ASSIGNED TASK
Copy out every line of the data that follows, exactly.

Top of RECORDED DATA

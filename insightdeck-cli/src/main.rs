//! InsightDeck CLI: run the report pipeline once, or serve it over HTTP.

mod commands;

use clap::Parser;
use std::path::PathBuf;
use tracing_subscriber::layer::SubscriberExt;
use tracing_subscriber::util::SubscriberInitExt;
use tracing_subscriber::{EnvFilter, Layer};

/// InsightDeck: spreadsheet in, business insight report out
#[derive(Parser, Debug)]
#[command(name = "insightdeck", version, about, long_about = None)]
struct Cli {
    /// LLM model to use
    #[arg(short, long, global = true)]
    model: Option<String>,

    /// Workspace directory
    #[arg(short, long, default_value = ".", global = true)]
    workspace: PathBuf,

    /// Increase verbosity (-v, -vv, -vvv)
    #[arg(short, long, action = clap::ArgAction::Count, global = true)]
    verbose: u8,

    /// Suppress non-essential output
    #[arg(short, long, global = true)]
    quiet: bool,

    #[command(subcommand)]
    command: Commands,
}

#[derive(clap::Subcommand, Debug)]
pub enum Commands {
    /// Start the HTTP service (upload, download, history)
    Serve {
        /// Host to bind to
        #[arg(long)]
        host: Option<String>,
        /// Port to listen on
        #[arg(short, long)]
        port: Option<u16>,
    },
    /// Generate reports for a local spreadsheet
    Run {
        /// Path to a .csv, .xlsx or .xls file
        file: PathBuf,
    },
    /// List generated reports
    History,
    /// Manage configuration
    Config {
        #[command(subcommand)]
        action: ConfigAction,
    },
}

#[derive(clap::Subcommand, Debug)]
pub enum ConfigAction {
    /// Write a default configuration file to the workspace
    Init,
    /// Print the effective configuration
    Show,
}

#[tokio::main]
async fn main() -> anyhow::Result<()> {
    // Load .env file if present
    let _ = dotenvy::dotenv();

    let cli = Cli::parse();

    let filter = match cli.verbose {
        0 if cli.quiet => "error",
        0 => "info",
        1 => "debug",
        _ => "trace",
    };

    let stderr_layer = tracing_subscriber::fmt::layer()
        .with_target(false)
        .with_writer(std::io::stderr)
        .with_filter(EnvFilter::new(filter));

    let log_dir = directories::ProjectDirs::from("dev", "insightdeck", "insightdeck")
        .map(|d| d.data_dir().join("logs"))
        .unwrap_or_else(|| PathBuf::from("."));
    let _ = std::fs::create_dir_all(&log_dir);
    let file_appender = tracing_appender::rolling::daily(&log_dir, "insightdeck.log");
    let (non_blocking, _guard) = tracing_appender::non_blocking(file_appender);
    let json_layer = tracing_subscriber::fmt::layer()
        .json()
        .with_writer(non_blocking)
        .with_filter(EnvFilter::new("debug"));

    tracing_subscriber::registry()
        .with(stderr_layer)
        .with(json_layer)
        .init();

    let workspace = cli
        .workspace
        .canonicalize()
        .unwrap_or_else(|_| std::env::current_dir().unwrap_or_else(|_| PathBuf::from(".")));

    commands::handle_command(cli.command, &workspace, cli.model.as_deref()).await
}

Bottom of RECORDED DATA

RESULT OF THIS EXERCISE
filename insightdeck-cli/src/main.rs
//! InsightDeck CLI: run the report pipeline once, or serve it over HTTP.

mod commands;

use clap::Parser;
use std::path::PathBuf;
use tracing_subscriber::layer::SubscriberExt;
use tracing_subscriber::util::SubscriberInitExt;
use tracing_subscriber::{EnvFilter, Layer};

/// InsightDeck: spreadsheet in, business insight report out
#[derive(Parser, Debug)]
#[command(name = "insightdeck", version, about, long_about = None)]
struct Cli {
    /// LLM model to use
    #[arg(short, long, global = true)]
    model: Option<String>,

    /// Workspace directory
    #[arg(short, long, default_value = ".", global = true)]
    workspace: PathBuf,

    /// Increase verbosity (-v, -vv, -vvv)
    #[arg(short, long, action = clap::ArgAction::Count, global = true)]
    verbose: u8,

    /// Suppress non-essential output
    #[arg(short, long, global = true)]
    quiet: bool,

    #[command(subcommand)]
    command: Commands,
}

#[derive(clap::Subcommand, Debug)]
pub enum Commands {
    /// Start the HTTP service (upload, download, history)
    Serve {
        /// Host to bind to
        #[arg(long)]
        host: Option<String>,
        /// Port to listen on
        #[arg(short, long)]
        port: Option<u16>,
    },
    /// Generate reports for a local spreadsheet
    Run {
        /// Path to a .csv, .xlsx or .xls file
        file: PathBuf,
    },
    /// List generated reports
    History,
    /// Manage configuration
    Config {
        #[command(subcommand)]
        action: ConfigAction,
    },
}

#[derive(clap::Subcommand, Debug)]
pub enum ConfigAction {
    /// Write a default configuration file to the workspace
    Init,
    /// Print the effective configuration
    Show,
}

#[tokio::main]
async fn main() -> anyhow::Result<()> {
    // Load .env file if present
    let _ = dotenvy::dotenv();

    let cli = Cli::parse();

    let filter = match cli.verbose {
        0 if cli.quiet => "error",
        0 => "info",
        1 => "debug",
        _ => "trace",
    };

    let stderr_layer = tracing_subscriber::fmt::layer()
        .with_target(false)
        .with_writer(std::io::stderr)
        .with_filter(EnvFilter::new(filter));

    let log_dir = directories::ProjectDirs::from("dev", "insightdeck", "insightdeck")
        .map(|d| d.data_dir().join("logs"))
        .unwrap_or_else(|| PathBuf::from("."));
    let _ = std::fs::create_dir_all(&log_dir);
    let file_appender = tracing_appender::rolling::daily(&log_dir, "insightdeck.log");
    let (non_blocking, _guard) = tracing_appender::non_blocking(file_appender);
    let json_layer = tracing_subscriber::fmt::layer()
        .json()
        .with_writer(non_blocking)
        .with_filter(EnvFilter::new("debug"));

    tracing_subscriber::registry()
        .with(stderr_layer)
        .with(json_layer)
        .init();

    let workspace = cli
        .workspace
        .canonicalize()
        .unwrap_or_else(|_| std::env::current_dir().unwrap_or_else(|_| PathBuf::from(".")));

    commands::handle_command(cli.command, &workspace, cli.model.as_deref()).await
}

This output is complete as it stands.